For a number of members this was “quite a stretch”, said Child, but to a “very large extent many partners achieved that doubling.”
According to a progress report last year, spending after four years had increased by 60 per cent – a sizable increase, but still well short of the promised doubling over five years.
This year, the organisation has taken a different tack. There are no more specific R&D spending commitments, but in their place are missions with specific goals, each led by a handful of member countries.
So far, there are seven missions: zero-emissions shipping; clean hydrogen; integrating green power into electricity grids; removing carbon dioxide from the atmosphere; creating demonstration projects for net-zero cities; green refurbishment of steel, cement, and chemicals plants; and replacing fossil fuels with biofuels.
The latter four were launched at COP26, and although some of them are still to have their missions defined, Child said they will have to boast concrete targets.
“In order for a mission to be accepted by the community, it has to have real substance. It can’t just be, it would be nice to work together,” he said. The hydrogen goal, for example, is to reduce the cost of the gas to $2 a kilogram by 2030.
But these missions do not generally come with significant amounts of new money behind them.
“Of course, these are topics that members of Mission Innovation are working on through their national programmes,” acknowledged Child.
The carbon removal mission, for example, commits the countries leading it, the UK, Saudi Arabia, Canada and Norway, to spend either $5 million a year over the next five years, or demonstrate “prior investments…that can be leveraged to support Mission objectives”.
“Mission Innovation is not about creating a huge pot of money and entrusting it to an international organisation and then deciding together how that money is spent. Nor is it a classical forum for information exchange,” said Child. “It’s a sort of hybrid between those two things.”
Innovation pathway
A key focus is making sure countries know what each other are working on so they can join up their research efforts. One of the next steps will be for each to submit an “innovation pathway” describing their clean energy research plans over the next 4-5 years, creating “a sort of basis of information for us to better identify areas of collaboration in the future,” he said.

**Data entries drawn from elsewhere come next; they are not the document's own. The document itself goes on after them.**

//! The company site: a navbar, four routed pages and a fixed footer.

use crate::settings::DemoSettings;
use arbor_core::{Component, IntoView, Result, Scope, StateCell, View};
use arbor_router::{Link, Router, RouterOutlet};
use std::rc::Rc;

const LINK_STYLE: &str = "color: #fff; margin: 0 15px; text-decoration: none; font-weight: bold;";
const NAV_STYLE: &str = "display: flex; justify-content: center; align-items: center; \
	background-color: #333; padding: 10px 0; margin-bottom: 20px;";
const FOOTER_STYLE: &str = "background: #333; color: #fff; text-align: center; padding: 15px 0; \
	position: fixed; left: 0; bottom: 0; width: 100%; z-index: 100;";
const INPUT_STYLE: &str = "display: block; margin: 10px 0;";

/// Navigation targets, in navbar order.
pub const NAV_LINKS: [(&str, &str, &str); 4] = [
	("nav-home", "/", "Home"),
	("nav-about", "/about", "About"),
	("nav-services", "/services", "Services"),
	("nav-contact", "/contact", "Contact"),
];

fn page(name: &'static str, build: fn() -> View) -> View {
	View::component(name, move |_| Ok(build()))
}

fn home() -> View {
	page("Home", || {
		View::element("div")
			.attr("style", "padding: 20px;")
			.child(View::element("h1").child("Welcome to Our Company"))
			.child(View::element("p").child("We are dedicated to delivering excellence in all our services."))
			.into_view()
	})
}

fn about() -> View {
	page("About", || {
		View::element("div")
			.attr("style", "padding: 20px;")
			.child(View::element("h1").child("About Us"))
			.child(View::element("p").child(
				"Our company has been providing top-notch services since 1990. We specialize in various fields including technology, marketing, and consultancy.",
			))
			.into_view()
	})
}

fn services() -> View {
	page("Services", || {
		View::element("div")
			.attr("style", "padding: 20px;")
			.child(View::element("h1").child("Our Services"))
			.child(
				View::element("ul").children(
					["Technology Consulting", "Market Analysis", "Product Development"]
						.map(|service| View::element("li").child(service)),
				),
			)
			.into_view()
	})
}

fn not_found() -> View {
	page("NotFoundPage", || {
		View::element("div")
			.attr("style", "padding: 20px;")
			.child(View::element("h1").child("Page Not Found"))
			.child(View::from_component(Link::new("/", "Back to Home").id("back-home")))
			.into_view()
	})
}

/// The contact form.
///
/// Field values live in state cells and are edited through `input` events
/// carrying a fixed demo value; `submit` flips the submitted flag.
#[derive(Debug, Clone, Copy, Default)]
pub struct Contact;

impl Contact {
	/// Value an `input` event writes into each field.
	pub const SAMPLE_INPUT: [(&'static str, &'static str); 3] = [
		("contact-name", "Jane Doe"),
		("contact-email", "jane@example.com"),
		("contact-message", "Hello there"),
	];

	fn field(id: &'static str, tag: &'static str, placeholder: &'static str, cell: &StateCell<String>) -> View {
		let sample = Self::SAMPLE_INPUT
			.iter()
			.find(|(field, _)| *field == id)
			.map(|(_, value)| *value)
			.unwrap_or_default();
		let writer = cell.clone();

		let el = View::element(tag)
			.attr("id", id)
			.attr("placeholder", placeholder)
			.attr("style", INPUT_STYLE)
			.on("input", move || writer.replace(sample.to_string()));
		if tag == "textarea" {
			el.child(cell.read()).into_view()
		} else {
			el.attr("value", cell.read()).into_view()
		}
	}
}

impl Component for Contact {
	fn render(&self, cx: &mut Scope<'_>) -> Result<View> {
		let name = cx.use_state(String::new)?;
		let email = cx.use_state(String::new)?;
		let message = cx.use_state(String::new)?;
		let submitted = cx.use_state(|| false)?;

		let mut form = View::element("div")
			.attr("style", "padding: 20px;")
			.child(View::element("h1").child("Contact Us"));

		if submitted.read() {
			form = form.child(
				View::element("p")
					.attr("id", "contact-thanks")
					.child(format!("Thank you, {}!", name.read())),
			);
		}

		let submit = submitted.clone();
		form = form.child(
			View::element("form")
				.child(Self::field("contact-name", "input", "Your Name", &name))
				.child(Self::field("contact-email", "input", "Your Email", &email))
				.child(Self::field("contact-message", "textarea", "Your Message", &message))
				.child(
					View::element("button")
						.attr("id", "contact-submit")
						.attr("type", "submit")
						.on("click", move || submit.replace(true))
						.child("Send Message"),
				),
		);

		Ok(form.into_view())
	}

	fn name() -> &'static str {
		"Contact"
	}
}

fn navbar() -> View {
	View::component("Navbar", |_| {
		Ok(View::element("nav")
			.attr("style", NAV_STYLE)
			.children(NAV_LINKS.map(|(id, to, label)| {
				View::from_component(Link::new(to, label).id(id).style(LINK_STYLE))
			}))
			.into_view())
	})
}

fn footer(year: i32, company: String) -> View {
	View::component("Footer", move |_| {
		Ok(View::element("footer")
			.attr("style", FOOTER_STYLE)
			.child(format!("© {} {}. All rights reserved.", year, company))
			.into_view())
	})
}

/// Builds the site's route table.
pub fn router() -> Router {
	Router::new()
		.named_route("home", "/", home)
		.named_route("about", "/about", about)
		.named_route("services", "/services", services)
		.named_route("contact", "/contact", || View::from_component(Contact))
		.not_found(not_found)
}

/// The company site root.
pub fn app(router: &Rc<Router>, settings: &DemoSettings) -> View {
	Router::provide(
		router,
		[
			navbar(),
			View::from_component(RouterOutlet::new().style("min-height: 80vh;")),
			footer(settings.copyright_year, settings.company.clone()),
		],
	)
}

The EU already coordinates member state energy research efforts through its Strategic Energy Technology Plan. This gave the Commission “a lot of experience and inspiration which we were able to share with the wider community” when it joined Mission Innovation, said Child.
Yet getting geopolitical rivals like the US and China to coordinate their research efforts may be a taller order than among EU member states.
“Of course there is a competitive dimension to it, and there are unsurprising nuances in the priorities of different countries,” said Child. Norway, for example, is particularly enthusiastic about so-called blue hydrogen, generated from natural gas of which it has plentiful reserves, but capturing the carbon dioxide. Others are less keen. “You see differences,” he said.
In its second, mission-focused phase, the organisation has kept the vast majority of its original members on board, and includes almost every major research power, including the US, China, India, the EU, UK, Japan, South Korea, France, Germany, Italy, Brazil, Canada, Australia, Norway and Saudi Arabia. Russia is conspicuously absent.
Only Indonesia decided to drop out, said Child, and Mexico is now an “observer” country. “We don’t want to have passengers, basically…we want everyone bringing something to the party,” he said.